#### [WHAT IS EXPECTED]
Search the records below for the line containing "let defined = collect_vars(&tree)?;". Output that line and all later lines exactly; output nothing else.

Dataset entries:
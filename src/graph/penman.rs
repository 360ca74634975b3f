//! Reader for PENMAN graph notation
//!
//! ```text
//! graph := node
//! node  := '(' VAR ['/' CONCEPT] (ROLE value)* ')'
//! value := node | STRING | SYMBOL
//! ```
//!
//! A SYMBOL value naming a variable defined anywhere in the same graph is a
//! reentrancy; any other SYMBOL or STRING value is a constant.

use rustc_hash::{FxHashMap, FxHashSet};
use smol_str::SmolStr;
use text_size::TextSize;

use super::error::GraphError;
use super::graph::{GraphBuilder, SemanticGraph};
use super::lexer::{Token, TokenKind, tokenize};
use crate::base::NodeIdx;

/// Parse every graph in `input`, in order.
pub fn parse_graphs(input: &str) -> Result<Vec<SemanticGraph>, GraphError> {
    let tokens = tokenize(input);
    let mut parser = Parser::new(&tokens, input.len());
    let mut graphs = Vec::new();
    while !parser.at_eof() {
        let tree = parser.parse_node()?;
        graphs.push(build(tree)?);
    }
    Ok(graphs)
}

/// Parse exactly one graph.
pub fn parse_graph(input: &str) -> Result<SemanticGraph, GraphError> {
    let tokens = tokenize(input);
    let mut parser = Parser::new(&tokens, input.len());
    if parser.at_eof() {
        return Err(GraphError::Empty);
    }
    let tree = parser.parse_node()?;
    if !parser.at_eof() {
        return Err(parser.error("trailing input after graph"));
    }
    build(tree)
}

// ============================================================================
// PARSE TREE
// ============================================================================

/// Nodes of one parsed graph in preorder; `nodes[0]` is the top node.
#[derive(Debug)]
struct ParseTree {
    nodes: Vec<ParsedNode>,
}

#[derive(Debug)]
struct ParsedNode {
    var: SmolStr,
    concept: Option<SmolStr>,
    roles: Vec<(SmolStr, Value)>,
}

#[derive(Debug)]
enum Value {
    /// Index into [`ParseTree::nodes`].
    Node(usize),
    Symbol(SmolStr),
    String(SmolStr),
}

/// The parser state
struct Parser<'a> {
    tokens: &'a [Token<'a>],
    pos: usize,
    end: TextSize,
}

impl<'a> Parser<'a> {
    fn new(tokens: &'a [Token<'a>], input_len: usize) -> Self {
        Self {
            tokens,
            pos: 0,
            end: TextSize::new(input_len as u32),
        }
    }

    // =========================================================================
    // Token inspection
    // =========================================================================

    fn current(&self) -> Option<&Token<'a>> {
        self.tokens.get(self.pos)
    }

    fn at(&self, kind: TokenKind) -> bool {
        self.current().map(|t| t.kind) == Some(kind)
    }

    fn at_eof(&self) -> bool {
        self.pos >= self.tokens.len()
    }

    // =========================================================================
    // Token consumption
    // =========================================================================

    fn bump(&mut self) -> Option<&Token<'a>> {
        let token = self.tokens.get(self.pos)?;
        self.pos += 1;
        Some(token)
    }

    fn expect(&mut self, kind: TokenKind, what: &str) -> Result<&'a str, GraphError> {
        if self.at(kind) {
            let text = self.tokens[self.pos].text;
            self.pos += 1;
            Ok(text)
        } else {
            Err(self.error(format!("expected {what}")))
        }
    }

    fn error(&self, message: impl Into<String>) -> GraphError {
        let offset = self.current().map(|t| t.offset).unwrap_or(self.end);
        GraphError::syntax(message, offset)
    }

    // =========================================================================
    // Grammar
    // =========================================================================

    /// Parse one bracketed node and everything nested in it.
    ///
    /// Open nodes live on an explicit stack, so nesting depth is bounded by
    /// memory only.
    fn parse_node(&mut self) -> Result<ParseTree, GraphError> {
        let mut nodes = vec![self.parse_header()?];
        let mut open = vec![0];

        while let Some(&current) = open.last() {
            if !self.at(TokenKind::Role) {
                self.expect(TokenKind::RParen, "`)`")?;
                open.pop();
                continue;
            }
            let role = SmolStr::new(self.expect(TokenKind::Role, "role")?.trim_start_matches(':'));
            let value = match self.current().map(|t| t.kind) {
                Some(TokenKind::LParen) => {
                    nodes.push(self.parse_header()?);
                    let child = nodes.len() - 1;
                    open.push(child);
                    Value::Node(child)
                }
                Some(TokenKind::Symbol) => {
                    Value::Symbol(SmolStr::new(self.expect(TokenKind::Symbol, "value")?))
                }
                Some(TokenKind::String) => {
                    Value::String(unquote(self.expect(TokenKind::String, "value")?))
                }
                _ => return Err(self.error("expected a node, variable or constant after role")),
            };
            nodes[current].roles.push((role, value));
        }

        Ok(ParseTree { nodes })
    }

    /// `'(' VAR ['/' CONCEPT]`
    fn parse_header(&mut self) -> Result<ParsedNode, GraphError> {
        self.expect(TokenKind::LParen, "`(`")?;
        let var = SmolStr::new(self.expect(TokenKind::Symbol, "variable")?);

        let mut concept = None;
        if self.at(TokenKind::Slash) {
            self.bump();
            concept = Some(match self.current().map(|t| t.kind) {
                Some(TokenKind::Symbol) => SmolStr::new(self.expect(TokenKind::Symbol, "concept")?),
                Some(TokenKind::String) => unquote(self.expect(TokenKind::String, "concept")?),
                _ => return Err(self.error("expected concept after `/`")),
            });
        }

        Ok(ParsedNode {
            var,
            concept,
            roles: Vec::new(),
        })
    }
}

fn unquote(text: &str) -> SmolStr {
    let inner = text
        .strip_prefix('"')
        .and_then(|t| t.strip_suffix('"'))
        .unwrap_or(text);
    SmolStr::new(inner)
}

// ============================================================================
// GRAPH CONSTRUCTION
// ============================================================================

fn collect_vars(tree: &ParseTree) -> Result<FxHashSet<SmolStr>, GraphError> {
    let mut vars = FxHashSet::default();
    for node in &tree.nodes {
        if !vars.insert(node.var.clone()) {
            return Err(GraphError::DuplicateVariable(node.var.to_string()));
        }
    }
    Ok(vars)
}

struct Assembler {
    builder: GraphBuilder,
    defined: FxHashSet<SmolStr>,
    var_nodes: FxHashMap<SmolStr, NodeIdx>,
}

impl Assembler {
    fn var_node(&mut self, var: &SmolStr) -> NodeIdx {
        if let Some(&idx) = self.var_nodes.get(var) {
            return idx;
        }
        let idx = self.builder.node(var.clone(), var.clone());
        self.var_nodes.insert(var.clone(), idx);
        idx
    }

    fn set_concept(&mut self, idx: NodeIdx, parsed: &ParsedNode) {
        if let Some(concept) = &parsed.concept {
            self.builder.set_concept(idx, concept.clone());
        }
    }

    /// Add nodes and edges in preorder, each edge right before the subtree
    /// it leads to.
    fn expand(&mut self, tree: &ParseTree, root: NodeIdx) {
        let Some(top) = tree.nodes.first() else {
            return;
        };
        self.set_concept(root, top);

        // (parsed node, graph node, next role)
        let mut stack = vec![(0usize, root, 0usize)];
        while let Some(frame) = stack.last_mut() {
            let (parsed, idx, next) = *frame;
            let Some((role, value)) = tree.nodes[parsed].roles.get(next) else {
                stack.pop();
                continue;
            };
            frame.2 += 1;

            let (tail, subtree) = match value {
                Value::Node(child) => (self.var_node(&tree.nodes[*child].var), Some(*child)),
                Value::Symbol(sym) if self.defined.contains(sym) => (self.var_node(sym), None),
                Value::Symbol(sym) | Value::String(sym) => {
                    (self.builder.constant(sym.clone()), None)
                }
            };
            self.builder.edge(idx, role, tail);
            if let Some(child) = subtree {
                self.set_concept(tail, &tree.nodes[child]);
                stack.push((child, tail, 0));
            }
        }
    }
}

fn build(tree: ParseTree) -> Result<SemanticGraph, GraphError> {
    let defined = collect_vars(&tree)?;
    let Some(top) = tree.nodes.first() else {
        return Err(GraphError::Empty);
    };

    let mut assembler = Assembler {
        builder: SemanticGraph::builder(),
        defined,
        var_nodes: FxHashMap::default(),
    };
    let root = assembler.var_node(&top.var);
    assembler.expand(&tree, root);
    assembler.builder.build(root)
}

#### [TASK RESPONSE]
    let defined = collect_vars(&tree)?;
    let Some(top) = tree.nodes.first() else {
        return Err(GraphError::Empty);
    };

    let mut assembler = Assembler {
        builder: SemanticGraph::builder(),
        defined,
        var_nodes: FxHashMap::default(),
    };
    let root = assembler.var_node(&top.var);
    assembler.expand(&tree, root);
    assembler.builder.build(root)
}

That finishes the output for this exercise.